Por Dra. Margarita Mendoza
A veces nos rompemos la cabeza pensando en los regalos de Navidad, y mientras más originales o sofisticados sean, mejor creemos que serán. Las ofertas nos abruman, el presupuesto nos acosa, y nos cuesta decidir entre productos de última tecnología, ropa de marca o accesorios de moda. Sin embargo, pocos reflexionan sobre el hecho de que el verdadero regalo de Navidad no se encuentra en los centros comerciales ni se mide por su precio. No es la tablet, ni la cartera, ni los zapatos. No es el cinturón de cuero ni la corbata de diseñador.

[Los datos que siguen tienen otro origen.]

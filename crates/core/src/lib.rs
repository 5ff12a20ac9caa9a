//! Shared domain types for the taskboard workspace.
//!
//! Nothing in this crate touches the network or the database; the server and
//! the client both depend on it.

pub mod deadline;
pub mod error;
pub mod types;
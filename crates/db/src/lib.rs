//! Persistence layer: models, Postgres repositories, and the [`Store`]
//! abstraction the API handlers are written against.

use sqlx::postgres::PgPoolOptions;

pub mod error;
pub mod models;
pub mod repositories;
pub mod store;

pub use error::{DbError, DbResult};
pub use store::{MemoryStore, PgStore, Store};

pub type DbPool = sqlx::PgPool;

/// Create a connection pool from a database URL.
pub async fn create_pool(database_url: &str) -> Result<DbPool, sqlx::Error> {
    PgPoolOptions::new()
        .max_connections(20)
        .connect(database_url)
        .await
}

/// Run a trivial query to confirm the database is reachable.
pub async fn health_check(pool: &DbPool) -> Result<(), sqlx::Error> {
    sqlx::query("SELECT 1").execute(pool).await?;
    Ok(())
}

/// Apply all pending migrations from `crates/db/migrations`.
pub async fn run_migrations(pool: &DbPool) -> Result<(), sqlx::migrate::MigrateError> {
    sqlx::migrate!("./migrations").run(pool).await
}
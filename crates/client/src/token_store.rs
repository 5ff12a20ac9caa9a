//! Persistence of the client's access/refresh token pair.
//!
//! The store is the only source of truth for "is someone logged in". Reads
//! happen fresh at every call site so a refresh performed by one caller is
//! immediately visible to the next.

use std::path::{Path, PathBuf};
use std::sync::Mutex;

use serde::{Deserialize, Serialize};

use crate::error::ClientError;
use crate::models::TokenPair;

/// Injectable storage for the token pair.
pub trait TokenStore: Send + Sync {
    fn access_token(&self) -> Option<String>;

    fn refresh_token(&self) -> Option<String>;

    /// Overwrite both tokens.
    fn set(&self, pair: &TokenPair) -> Result<(), ClientError>;

    /// Remove both tokens. Clearing an empty store is not an error.
    fn clear(&self) -> Result<(), ClientError>;
}

/// Token store that lives only as long as the process.
#[derive(Debug, Default)]
pub struct MemoryTokenStore {
    pair: Mutex<Option<TokenPair>>,
}

impl MemoryTokenStore {
    pub fn new() -> Self {
        Self::default()
    }

    pub fn with_tokens(pair: TokenPair) -> Self {
        Self {
            pair: Mutex::new(Some(pair)),
        }
    }

    fn read(&self) -> Option<TokenPair> {
        self.pair.lock().ok().and_then(|p| p.clone())
    }
}

impl TokenStore for MemoryTokenStore {
    fn access_token(&self) -> Option<String> {
        self.read().map(|p| p.access_token)
    }

    fn refresh_token(&self) -> Option<String> {
        self.read().map(|p| p.refresh_token)
    }

    fn set(&self, pair: &TokenPair) -> Result<(), ClientError> {
        let mut guard = self
            .pair
            .lock()
            .map_err(|e| ClientError::Storage(e.to_string()))?;
        *guard = Some(pair.clone());
        Ok(())
    }

    fn clear(&self) -> Result<(), ClientError> {
        let mut guard = self
            .pair
            .lock()
            .map_err(|e| ClientError::Storage(e.to_string()))?;
        *guard = None;
        Ok(())
    }
}

/// On-disk layout, one key per token.
#[derive(Debug, Default, Serialize, Deserialize)]
#[serde(rename_all = "camelCase")]
struct TokenFile {
    #[serde(default, skip_serializing_if = "Option::is_none")]
    access_token: Option<String>,
    #[serde(default, skip_serializing_if = "Option::is_none")]
    refresh_token: Option<String>,
}

/// Token store backed by a JSON file with keys `accessToken` and
/// `refreshToken`.
///
/// A missing or unreadable file reads as "no tokens".
#[derive(Debug, Clone)]
pub struct FileTokenStore {
    path: PathBuf,
}

impl FileTokenStore {
    pub fn new(path: impl Into<PathBuf>) -> Self {
        Self { path: path.into() }
    }

    pub fn path(&self) -> &Path {
        &self.path
    }

    fn load(&self) -> TokenFile {
        match std::fs::read(&self.path) {
            Ok(bytes) => serde_json::from_slice(&bytes).unwrap_or_else(|e| {
                tracing::warn!(path = %self.path.display(), error = %e, "Ignoring corrupt token file");
                TokenFile::default()
            }),
            Err(_) => TokenFile::default(),
        }
    }
}

impl TokenStore for FileTokenStore {
    fn access_token(&self) -> Option<String> {
        self.load().access_token
    }

    fn refresh_token(&self) -> Option<String> {
        self.load().refresh_token
    }

    fn set(&self, pair: &TokenPair) -> Result<(), ClientError> {
        if let Some(parent) = self.path.parent().filter(|p| !p.as_os_str().is_empty()) {
            std::fs::create_dir_all(parent).map_err(|e| ClientError::Storage(e.to_string()))?;
        }
        let file = TokenFile {
            access_token: Some(pair.access_token.clone()),
            refresh_token: Some(pair.refresh_token.clone()),
        };
        let bytes =
            serde_json::to_vec_pretty(&file).map_err(|e| ClientError::Storage(e.to_string()))?;
        std::fs::write(&self.path, bytes).map_err(|e| ClientError::Storage(e.to_string()))
    }

    fn clear(&self) -> Result<(), ClientError> {
        match std::fs::remove_file(&self.path) {
            Ok(()) => Ok(()),
            Err(e) if e.kind() == std::io::ErrorKind::NotFound => Ok(()),
            Err(e) => Err(ClientError::Storage(e.to_string())),
        }
    }
}
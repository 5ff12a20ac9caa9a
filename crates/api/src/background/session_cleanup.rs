//! Periodic purge of sessions whose absolute expiry has passed.
//!
//! Expired sessions are already rejected at refresh time; this job only keeps
//! rows for refresh tokens that are never presented again from piling up.

use std::sync::Arc;
use std::time::Duration;

use chrono::Utc;
use taskboard_db::Store;
use tokio_util::sync::CancellationToken;

/// Run the cleanup loop until `cancel` is triggered.
///
/// The first purge happens immediately, then once per `every`.
pub async fn run(store: Arc<dyn Store>, every: Duration, cancel: CancellationToken) {
    tracing::info!(interval_secs = every.as_secs(), "Session cleanup job started");

    let mut interval = tokio::time::interval(every);

    loop {
        tokio::select! {
            _ = cancel.cancelled() => {
                tracing::info!("Session cleanup job stopping");
                break;
            }
            _ = interval.tick() => {
                match store.delete_expired_sessions(Utc::now()).await {
                    Ok(0) => tracing::debug!("Session cleanup: nothing to purge"),
                    Ok(deleted) => tracing::info!(deleted, "Session cleanup: purged expired sessions"),
                    Err(e) => tracing::error!(error = %e, "Session cleanup failed"),
                }
            }
        }
    }
}

#[cfg(test)]
mod tests {
    use chrono::Duration as ChronoDuration;
    use taskboard_db::models::session::CreateSession;
    use taskboard_db::models::user::CreateUser;
    use taskboard_db::MemoryStore;

    use super::*;

    #[tokio::test(start_paused = true)]
    async fn test_purges_expired_and_stops_on_cancel() {
        let store = Arc::new(MemoryStore::new());
        let user = store
            .create_user(&CreateUser {
                email: "c@d.e".into(),
                password_hash: "x".into(),
            })
            .await
            .unwrap();
        for (token, offset) in [("old", -1), ("live", 1)] {
            store
                .create_session(&CreateSession {
                    user_id: user.id,
                    refresh_token: token.into(),
                    expires_at: Utc::now() + ChronoDuration::days(offset),
                })
                .await
                .unwrap();
        }

        let cancel = CancellationToken::new();
        let handle = tokio::spawn(run(
            store.clone(),
            Duration::from_secs(60),
            cancel.clone(),
        ));

        // Let the immediate first tick run.
        tokio::time::sleep(Duration::from_millis(10)).await;

        let left = store.sessions_for_user(user.id).await.unwrap();
        assert_eq!(left.len(), 1);
        assert_eq!(left[0].refresh_token, "live");

        cancel.cancel();
        handle.await.unwrap();
    }
}
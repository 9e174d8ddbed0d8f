use std::{
    cmp,
    cmp::Ordering,
    collections::{
        btree_map, BTreeMap,
        Bound::{Excluded, Included},
    },
    ops::Range,
};

/// A set of u64 values optimized for long runs and random insert/delete/contains
#[derive(Debug, Default, Clone)]
pub struct RangeSet(BTreeMap<u64, u64>);

impl RangeSet {
    pub fn new() -> Self {
        Default::default()
    }

    pub fn contains(&self, x: u64) -> bool {
        self.pred(x).map_or(false, |(_, end)| end > x)
    }

    pub fn insert_one(&mut self, x: u64) -> bool {
        if let Some((start, end)) = self.pred(x) {
            match end.cmp(&x) {
                // Wholly contained
                Ordering::Greater => {
                    return false;
                }
                Ordering::Equal => {
                    // Extend existing
                    self.0.remove(&start);
                    let mut new_end = x + 1;
                    if let Some((next_start, next_end)) = self.succ(x) {
                        if next_start == new_end {
                            self.0.remove(&next_start);
                            new_end = next_end;
                        }
                    }
                    self.0.insert(start, new_end);
                    return true;
                }
                _ => {}
            }
        }
        let mut new_end = x + 1;
        if let Some((next_start, next_end)) = self.succ(x) {
            if next_start == new_end {
                self.0.remove(&next_start);
                new_end = next_end;
            }
        }
        self.0.insert(x, new_end);
        true
    }

    pub fn insert(&mut self, mut x: Range<u64>) -> bool {
        if let Some((start, end)) = self.pred(x.start) {
            if end >= x.end {
                // Wholly contained
                return false;
            } else if end >= x.start {
                // Overlaps with pred
                self.0.remove(&start);
                while let Some((next_start, next_end)) = self.succ(x.start) {
                    if next_start > x.end {
                        break;
                    }
                    // ..and succ
                    self.0.remove(&next_start);
                    x.end = cmp::max(next_end, x.end);
                }
                self.0.insert(start, x.end);
                return true;
            }
        }
        while let Some((next_start, next_end)) = self.succ(x.start) {
            if next_start > x.end {
                break;
            }
            // Overlaps with succ
            self.0.remove(&next_start);
            x.end = cmp::max(next_end, x.end);
        }
        self.0.insert(x.start, x.end);
        true
    }

    fn pred(&self, x: u64) -> Option<(u64, u64)> {
        self.0
            .range((Included(0), Included(x)))
            .next_back()
            .map(|(&x, &y)| (x, y))
    }

    fn succ(&self, x: u64) -> Option<(u64, u64)> {
        self.0
            .range((Excluded(x), Included(u64::MAX)))
            .next()
            .map(|(&x, &y)| (x, y))
    }

    pub fn remove(&mut self, x: Range<u64>) -> bool {
        let before = match self.pred(x.start) {
            Some((start, end)) if end > x.start => {
                self.0.remove(&start);
                if start < x.start {
                    self.0.insert(start, x.start);
                }
                if end > x.end {
                    self.0.insert(x.end, end);
                }
                // Short-circuit if we cannot possibly overlap with another range
                if end >= x.end {
                    return true;
                }
                true
            }
            Some(_) | None => false,
        };
        let mut after = false;
        while let Some((start, end)) = self.succ(x.start) {
            if start >= x.end {
                break;
            }
            after = true;
            self.0.remove(&start);
            if end > x.end {
                self.0.insert(x.end, end);
                break;
            }
        }
        before || after
    }

    pub fn is_empty(&self) -> bool {
        self.0.is_empty()
    }

    pub fn len(&self) -> usize {
        self.0.len()
    }

    pub fn iter(&self) -> Iter<'_> {
        Iter(self.0.iter())
    }
}

pub struct Iter<'a>(btree_map::Iter<'a, u64, u64>);

impl<'a> Iterator for Iter<'a> {
    type Item = Range<u64>;
    fn next(&mut self) -> Option<Range<u64>> {
        let (&start, &end) = self.0.next()?;
        Some(start..end)
    }
}

impl<'a> DoubleEndedIterator for Iter<'a> {
    fn next_back(&mut self) -> Option<Range<u64>> {
        let (&start, &end) = self.0.next_back()?;
        Some(start..end)
    }
}

impl<'a> IntoIterator for &'a RangeSet {
    type Item = Range<u64>;
    type IntoIter = Iter<'a>;
    fn into_iter(self) -> Iter<'a> {
        self.iter()
    }
}

#[cfg(test)]
mod tests {
    use super::*;

    fn elts(set: &RangeSet) -> Vec<u64> {
        set.iter().flatten().collect()
    }

    #[test]
    fn merge_and_split() {
        let mut set = RangeSet::new();
        assert!(set.insert(0..2));
        assert!(set.insert(2..4));
        assert!(!set.insert(1..3));
        assert_eq!(set.len(), 1);
        assert_eq!(&elts(&set)[..], [0, 1, 2, 3]);
        assert!(!set.contains(4));
        assert!(set.remove(2..3));
        assert_eq!(set.len(), 2);
        assert!(!set.contains(2));
        assert_eq!(&elts(&set)[..], [0, 1, 3]);
    }

    #[test]
    fn double_merge_exact() {
        let mut set = RangeSet::new();
        assert!(set.insert(0..2));
        assert!(set.insert(4..6));
        assert_eq!(set.len(), 2);
        assert!(set.insert(2..4));
        assert_eq!(set.len(), 1);
        assert_eq!(&elts(&set)[..], [0, 1, 2, 3, 4, 5]);
    }

    #[test]
    fn single_merge_low() {
        let mut set = RangeSet::new();
        assert!(set.insert(0..2));
        assert!(set.insert(4..6));
        assert_eq!(set.len(), 2);
        assert!(set.insert(2..3));
        assert_eq!(set.len(), 2);
        assert_eq!(&elts(&set)[..], [0, 1, 2, 4, 5]);
    }

    #[test]
    fn single_merge_high() {
        let mut set = RangeSet::new();
        assert!(set.insert(0..2));
        assert!(set.insert(4..6));
        assert_eq!(set.len(), 2);
        assert!(set.insert(3..4));
        assert_eq!(set.len(), 2);
        assert_eq!(&elts(&set)[..], [0, 1, 3, 4, 5]);
    }

    #[test]
    fn double_merge_wide() {
        let mut set = RangeSet::new();
        assert!(set.insert(0..2));
        assert!(set.insert(4..6));
        assert_eq!(set.len(), 2);
        assert!(set.insert(1..5));
        assert_eq!(set.len(), 1);
        assert_eq!(&elts(&set)[..], [0, 1, 2, 3, 4, 5]);
    }

    #[test]
    fn double_remove() {
        let mut set = RangeSet::new();
        assert!(set.insert(0..2));
        assert!(set.insert(4..6));
        assert!(set.remove(1..5));
        assert_eq!(set.len(), 2);
        assert_eq!(&elts(&set)[..], [0, 5]);
    }

    #[test]
    fn insert_points() {
        let mut set = RangeSet::new();
        assert!(set.insert_one(2));
        assert!(set.insert_one(0));
        assert!(set.insert_one(1));
        assert!(!set.insert_one(1));
        assert_eq!(set.len(), 1);
        assert_eq!(&elts(&set)[..], [0, 1, 2]);
    }

    #[test]
    fn remove_multiple() {
        let mut set = RangeSet::new();
        assert!(set.insert(0..1));
        assert!(set.insert(2..3));
        assert!(set.insert(4..5));
        assert!(set.remove(0..5));
        assert!(set.is_empty());
    }
}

El auténtico regalo de Navidad es aprender a celebrar cada día como si fuera especial. Nos lo recuerdan, con su ejemplo de vida, las personas discapacitadas o aquellos que enfrentan enfermedades crónicas. Para ellos, cada día es un logro, una oportunidad de superar dificultades, de adaptarse, de encontrar resiliencia en su vida cotidiana. Este ejemplo nos deja una lección valiosa: cada amanecer puede ser una ocasión para agradecer, y cada pequeño logro, un motivo de celebración.
Para muchos de ellos, algo que para la mayoría de nosotros pasa inadvertido, como levantarse de la cama o alimentarse, ya sea con ayuda o de manera autónoma, es motivo de alegría y satisfacción. Muchos celebrarán la habilidad de moverse por sí mismos, de hablar con claridad, o de comer sin asistencia.
Nuestra sociedad, en cambio, se ve a menudo atrapada por la ambición de poseer más y de experimentar situaciones extremas para sentir que vivimos plenamente. Este deseo por “tener” y “hacer” nos desconecta de la realidad, o al menos nos da una visión distorsionada de lo que realmente importa.
Damos por sentadas habilidades esenciales, como ver el amanecer, escuchar a alguien que amamos, leer, cantar, caminar… y aunque pensemos que “nos falta algo” para ser felices, ya poseemos mucho más de lo que creemos. Parece poco, pero en realidad es mucho.
“Disfruta de las pequeñas cosas, porque un día puedes mirar atrás y darte cuenta de que eran las cosas grandes», afirmó Robert Brault, un cantante de ópera estadounidense pero también conocido por sus profundas reflexiones.
Solemos descubrir el valor de algo solo cuando ya no lo tenemos, como aquel muchacho que alguna vez renegaba de su vida “miserable” y que, tras un accidente que lo dejó en silla de ruedas, ahora daría lo que fuera por volver a aquellos tiempos en los que era libre de moverse, sin limitaciones.
En mi caso, tengo mi propia historia sobre este tema. Mi madre tuvo toxoplasmosis no detectada en el embarazo y nací yo. Se notaba una malformación en mi oreja derecha: no oía bien y además que no veía en el ojo izquierdo, algo que recién fue descubierto a los 10 años cuando fui al oculista. Hice mi mejor esfuerzo y estudié todo lo que he estudiado sin que se notara.
Solo que era poco hábil en las actividades de motricidad fina, pero de eso solo se dieron en cuenta mi esposo y mis hijos. El resto no lo notó. Ahora que estoy algo mayor, las deficiencias empiezan a pesar más y entiendo muchos efectos del Toxoplama gondi y comprendo muchos problemas inexplicables en mi vida. Sin embargo, cada día es un regalo al ver cómo he superado y sigo superando todo eso.
Es que para una persona con discapacidad o una enfermedad, cada día es una oportunidad de aprender algo diferente, de descubrir otra forma de hacer las cosas, de ser paciente y resiliente, y de encontrar la belleza en cada detalle, por pequeño que sea.
La Navidad, en su esencia, es una época de compartir, de disfrutar y de celebrar con los seres queridos, pero, sobre todo, de reflexionar, de darnos cuenta de todo lo que tenemos, y de dejar de lado el deseo de lo que nos falta. Que sea un momento para detenernos, observar y agradecer. Para valorar cada día y a cada persona en nuestra vida. Para mirar lo esencial, porque ahí, en lo simple y en lo cotidiano, está el verdadero significado de la Navidad.